Home>

I'm new to Python.
I'm trying to scrape my site for learning Python, but I'm stuck with the following events:
I'm very sorry for the question, but I would appreciate it if you could tell me.
Thank you.

Event:
  • If the item acquired and set by xpath is not posted on the publisher site, the process stops with an error.
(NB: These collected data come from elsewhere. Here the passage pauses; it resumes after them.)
//! Course picker: the recommendation gateway shipped with the adviser.
//!
//! A plan is built in three stages. Courses matching both the field and the format
//! preference seed the plan up to half of the requested credits, courses matching either
//! preference fill it further, and a bounded depth-first search completes it to the exact
//! credit total. Every attempt uses its own seeded shuffle so repeated requests with the
//! same seed return the same plans.

use std::collections::BTreeSet;
use std::fmt;
use std::path::{Path, PathBuf};

use async_trait::async_trait;
use rand::rngs::StdRng;
use rand::seq::SliceRandom;
use rand::SeedableRng;
use serde::{Deserialize, Serialize};
use thiserror::Error;

use adviser_core::config::CatalogConfig;
use adviser_core::{
    CourseFormat, CoursePlan, CourseRecord, Field, FilledSlots, GatewayError, Preference,
    RecommendationGateway, RecommendationResult, ScheduleConflict, Semester, Weekday,
};

const EMBEDDED_CATALOG: &str = include_str!("../data/courses.json");
const SEED_STAGE_MIN_CREDITS: u32 = 3;
const SEED_STAGE_SHUFFLES: usize = 10;
const DEFAULT_NODE_BUDGET: usize = 20_000;

#[derive(Debug, Error)]
pub enum CatalogError {
    #[error("failed to read course catalog `{path}`: {source}")]
    Io {
        path: PathBuf,
        #[source]
        source: std::io::Error,
    },
    #[error("failed to parse course catalog: {0}")]
    Parse(String),
    #[error("invalid course catalog: {0}")]
    Invalid(String),
}

/// Minutes since midnight, written as `HH:MM`.
#[derive(Clone, Copy, Debug, PartialEq, Eq, PartialOrd, Ord, Hash, Serialize, Deserialize)]
#[serde(try_from = "String", into = "String")]
pub struct ClockTime(u32);

impl ClockTime {
    pub fn new(hour: u32, minute: u32) -> Option<Self> {
        (hour < 24 && minute < 60).then(|| Self(hour * 60 + minute))
    }

    pub fn minutes(self) -> u32 {
        self.0
    }
}

impl TryFrom<String> for ClockTime {
    type Error = String;

    fn try_from(value: String) -> Result<Self, Self::Error> {
        let invalid = || format!("invalid clock time `{value}`, expected HH:MM");
        let (hour, minute) = value.trim().split_once(':').ok_or_else(invalid)?;
        let hour = hour.parse::<u32>().map_err(|_| invalid())?;
        let minute = minute.parse::<u32>().map_err(|_| invalid())?;
        Self::new(hour, minute).ok_or_else(invalid)
    }
}

impl From<ClockTime> for String {
    fn from(value: ClockTime) -> Self {
        value.to_string()
    }
}

impl fmt::Display for ClockTime {
    fn fmt(&self, f: &mut fmt::Formatter<'_>) -> fmt::Result {
        write!(f, "{:02}:{:02}", self.0 / 60, self.0 % 60)
    }
}

#[derive(Clone, Copy, Debug, PartialEq, Eq, Serialize, Deserialize)]
pub struct Meeting {
    pub day: Weekday,
    pub start: ClockTime,
    pub end: ClockTime,
}

impl Meeting {
    fn week_window(&self) -> (u32, u32) {
        let offset = self.day.week_offset();
        (offset + self.start.minutes(), offset + self.end.minutes())
    }

    pub fn overlaps(&self, other: &Meeting) -> bool {
        windows_overlap(self.week_window(), other.week_window())
    }

    pub fn collides_with(&self, conflict: &ScheduleConflict) -> bool {
        windows_overlap(self.week_window(), conflict.week_window())
    }
}

impl fmt::Display for Meeting {
    fn fmt(&self, f: &mut fmt::Formatter<'_>) -> fmt::Result {
        let day = self.day.label();
        write!(f, "{} {}-{}", day.get(..3).unwrap_or(day), self.start, self.end)
    }
}

#[derive(Clone, Debug, PartialEq, Eq, Serialize, Deserialize)]
pub struct Course {
    pub name: String,
    pub credits: u32,
    pub semester: Semester,
    pub fields: Vec<Field>,
    pub format: CourseFormat,
    pub meetings: Vec<Meeting>,
}

impl Course {
    pub fn conflicts_with(&self, other: &Course) -> bool {
        self.meetings
            .iter()
            .any(|meeting| other.meetings.iter().any(|theirs| meeting.overlaps(theirs)))
    }

    fn blocked_by(&self, schedules: &Preference<Vec<ScheduleConflict>>) -> bool {
        let Preference::Only(conflicts) = schedules else {
            return false;
        };
        self.meetings
            .iter()
            .any(|meeting| conflicts.iter().any(|conflict| meeting.collides_with(conflict)))
    }

    fn matches_field(&self, fields: &Preference<Vec<Field>>) -> bool {
        match fields {
            Preference::DontCare => false,
            Preference::Only(fields) => self.fields.iter().any(|field| fields.contains(field)),
        }
    }

    fn matches_format(&self, formats: &Preference<Vec<CourseFormat>>) -> bool {
        match formats {
            Preference::DontCare => false,
            Preference::Only(formats) => formats.contains(&self.format),
        }
    }

    pub fn to_record(&self) -> CourseRecord {
        CourseRecord {
            name: self.name.clone(),
            credits: self.credits,
            meetings: self.meetings.iter().map(Meeting::to_string).collect(),
        }
    }
}

#[derive(Clone, Debug, Default, PartialEq, Eq, Serialize, Deserialize)]
pub struct CourseCatalog {
    courses: Vec<Course>,
}

impl CourseCatalog {
    pub fn new(courses: Vec<Course>) -> Result<Self, CatalogError> {
        let catalog = Self { courses };
        catalog.validate()?;
        Ok(catalog)
    }

    pub fn from_json_str(raw: &str) -> Result<Self, CatalogError> {
        let catalog: Self =
            serde_json::from_str(raw).map_err(|error| CatalogError::Parse(error.to_string()))?;
        catalog.validate()?;
        Ok(catalog)
    }

    pub fn load(path: &Path) -> Result<Self, CatalogError> {
        let raw = std::fs::read_to_string(path)
            .map_err(|source| CatalogError::Io { path: path.to_path_buf(), source })?;
        Self::from_json_str(&raw)
    }

    /// The sample catalog compiled into the binary.
    pub fn embedded() -> Result<Self, CatalogError> {
        Self::from_json_str(EMBEDDED_CATALOG)
    }

    pub fn from_config(config: &CatalogConfig) -> Result<Self, CatalogError> {
        match &config.courses_path {
            Some(path) => Self::load(path),
            None => Self::embedded(),
        }
    }

    pub fn courses(&self) -> &[Course] {
        &self.courses
    }

    pub fn len(&self) -> usize {
        self.courses.len()
    }

    pub fn is_empty(&self) -> bool {
        self.courses.is_empty()
    }

    pub fn count_for(&self, semester: Semester) -> usize {
        self.courses.iter().filter(|course| course.semester == semester).count()
    }

    pub fn validate(&self) -> Result<(), CatalogError> {
        let mut names = BTreeSet::new();
        for course in &self.courses {
            let name = course.name.trim();
            if name.is_empty() {
                return Err(CatalogError::Invalid("course name must not be empty".to_string()));
            }
            if !names.insert(name.to_ascii_lowercase()) {
                return Err(CatalogError::Invalid(format!("duplicate course `{name}`")));
            }
            if course.credits == 0 {
                return Err(CatalogError::Invalid(format!("course `{name}` has zero credits")));
            }
            if course.fields.is_empty() {
                return Err(CatalogError::Invalid(format!("course `{name}` lists no field")));
            }
            if course.meetings.is_empty() {
                return Err(CatalogError::Invalid(format!("course `{name}` has no meetings")));
            }
            if let Some(meeting) = course.meetings.iter().find(|meeting| meeting.start >= meeting.end)
            {
                return Err(CatalogError::Invalid(format!(
                    "course `{name}` has a meeting ending before it starts ({meeting})"
                )));
            }
        }
        Ok(())
    }
}

#[derive(Clone, Copy, Debug, PartialEq, Eq)]
pub struct PickerSettings {
    pub max_plans: usize,
    pub search_attempts: u32,
    pub seed: u64,
    /// Upper bound on nodes visited by the exact-credit search of one attempt.
    pub node_budget: usize,
}

impl Default for PickerSettings {
    fn default() -> Self {
        Self { max_plans: 3, search_attempts: 3, seed: 2020, node_budget: DEFAULT_NODE_BUDGET }
    }
}

impl PickerSettings {
    pub fn from_config(config: &CatalogConfig) -> Self {
        Self {
            max_plans: config.max_plans,
            search_attempts: config.search_attempts,
            seed: config.seed,
            node_budget: DEFAULT_NODE_BUDGET,
        }
    }
}

#[derive(Clone, Debug)]
pub struct CoursePicker {
    catalog: CourseCatalog,
    settings: PickerSettings,
}

impl CoursePicker {
    pub fn new(catalog: CourseCatalog, settings: PickerSettings) -> Self {
        Self { catalog, settings }
    }

    pub fn catalog(&self) -> &CourseCatalog {
        &self.catalog
    }

    pub fn settings(&self) -> PickerSettings {
        self.settings
    }

    pub fn pick(&self, slots: &FilledSlots) -> RecommendationResult {
        if slots.total_credits == 0 {
            return RecommendationResult::empty();
        }

        let candidates: Vec<&Course> = self
            .catalog
            .courses
            .iter()
            .filter(|course| course.semester == slots.semester)
            .filter(|course| course.credits <= slots.total_credits)
            .filter(|course| !course.blocked_by(&slots.user_schedules))
            .collect();

        let mut rng = StdRng::seed_from_u64(self.settings.seed);
        let mut seen = BTreeSet::new();
        let mut plans = Vec::new();
        for _ in 0..self.settings.search_attempts {
            if plans.len() >= self.settings.max_plans {
                break;
            }
            let Some(plan) = self.attempt(&candidates, slots, &mut rng) else {
                continue;
            };
            let mut names: Vec<&str> = plan.iter().map(|course| course.name.as_str()).collect();
            names.sort_unstable();
            if seen.insert(names) {
                plans.push(CoursePlan::new(plan.iter().map(|course| course.to_record()).collect()));
            }
        }

        tracing::debug!(
            event_name = "picker.plans_built",
            semester = slots.semester.as_str(),
            total_credits = slots.total_credits,
            candidates = candidates.len(),
            plans = plans.len(),
            "course picker finished"
        );
        RecommendationResult::new(plans)
    }

    fn attempt<'a>(
        &self,
        candidates: &[&'a Course],
        slots: &FilledSlots,
        rng: &mut StdRng,
    ) -> Option<Vec<&'a Course>> {
        let total = slots.total_credits;
        let matching_both: Vec<&Course> = candidates
            .iter()
            .copied()
            .filter(|course| {
                course.matches_field(&slots.fields) && course.matches_format(&slots.formats)
            })
            .collect();

        let seed_target = SEED_STAGE_MIN_CREDITS.max(total / 2).min(total);
        let mut chosen = best_greedy(&matching_both, seed_target, rng);

        let mut matching_either: Vec<&Course> = candidates
            .iter()
            .copied()
            .filter(|course| {
                course.matches_field(&slots.fields) || course.matches_format(&slots.formats)
            })
            .filter(|course| !contains(&chosen, course))
            .collect();
        matching_either.shuffle(rng);
        let remaining = total.saturating_sub(credits_of(&chosen));
        let extension = greedy(&matching_either, remaining, &chosen);
        chosen.extend(extension);

        let mut rest: Vec<&Course> =
            candidates.iter().copied().filter(|course| !contains(&chosen, course)).collect();
        rest.shuffle(rng);
        let remaining = total.saturating_sub(credits_of(&chosen));
        let mut budget = self.settings.node_budget;
        complete_exactly(&rest, 0, remaining, &mut chosen, &mut budget).then_some(chosen)
    }
}

#[async_trait]
impl RecommendationGateway for CoursePicker {
    async fn recommend(&self, slots: &FilledSlots) -> Result<RecommendationResult, GatewayError> {
        if self.catalog.is_empty() {
            return Err(GatewayError::Unavailable("course catalog is empty".to_string()));
        }
        Ok(self.pick(slots))
    }
}

fn windows_overlap(left: (u32, u32), right: (u32, u32)) -> bool {
    left.0 < right.1 && right.0 < left.1
}

fn contains(chosen: &[&Course], course: &Course) -> bool {
    chosen.iter().any(|picked| picked.name == course.name)
}

fn credits_of(courses: &[&Course]) -> u32 {
    courses.iter().map(|course| course.credits).sum()
}

/// Takes courses in pool order while they fit the remaining credits and the timetable.
fn greedy<'a>(pool: &[&'a Course], target: u32, fixed: &[&Course]) -> Vec<&'a Course> {
    let mut picked: Vec<&'a Course> = Vec::new();
    let mut remaining = target;
    for course in pool {
        if course.credits > remaining {
            continue;
        }
        let clashes = fixed.iter().chain(picked.iter()).any(|other| other.conflicts_with(course));
        if clashes {
            continue;
        }
        remaining -= course.credits;
        picked.push(*course);
        if remaining == 0 {
            break;
        }
    }
    picked
}

fn best_greedy<'a>(pool: &[&'a Course], target: u32, rng: &mut StdRng) -> Vec<&'a Course> {
    if pool.is_empty() {
        return Vec::new();
    }
    let mut shuffled = pool.to_vec();
    let mut best: Vec<&'a Course> = Vec::new();
    for _ in 0..SEED_STAGE_SHUFFLES {
        shuffled.shuffle(rng);
        let picked = greedy(&shuffled, target, &[]);
        if credits_of(&picked) > credits_of(&best) {
            best = picked;
        }
        if credits_of(&best) == target {
            break;
        }
    }
    best
}

fn complete_exactly<'a>(
    pool: &[&'a Course],
    start: usize,
    target: u32,
    chosen: &mut Vec<&'a Course>,
    budget: &mut usize,
) -> bool {
    if target == 0 {
        return true;
    }
    for index in start..pool.len() {
        if *budget == 0 {
            return false;
        }
        *budget -= 1;

        let course = pool[index];
        if course.credits > target || chosen.iter().any(|picked| picked.conflicts_with(course)) {
            continue;
        }
        chosen.push(course);
        if complete_exactly(pool, index + 1, target - course.credits, chosen, budget) {
            return true;
        }
        chosen.pop();
    }
    false
}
  • If a pop-up suddenly appears on the publisher's site, the subsequent process will not work and an error will stop.


Questions:
  • How to return the text of the acquisition error to the list and proceed to the subsequent processing if the item set by xpath is not posted on the publisher site

  • If a pop-up suddenly appears on the publisher site, close the pop-up and proceed to the following process with the following process. Pop-ups do not appear every time. It is not displayed on the details page, but on the list page.

* I know how to close the displayed popup.
You can close it with the following code.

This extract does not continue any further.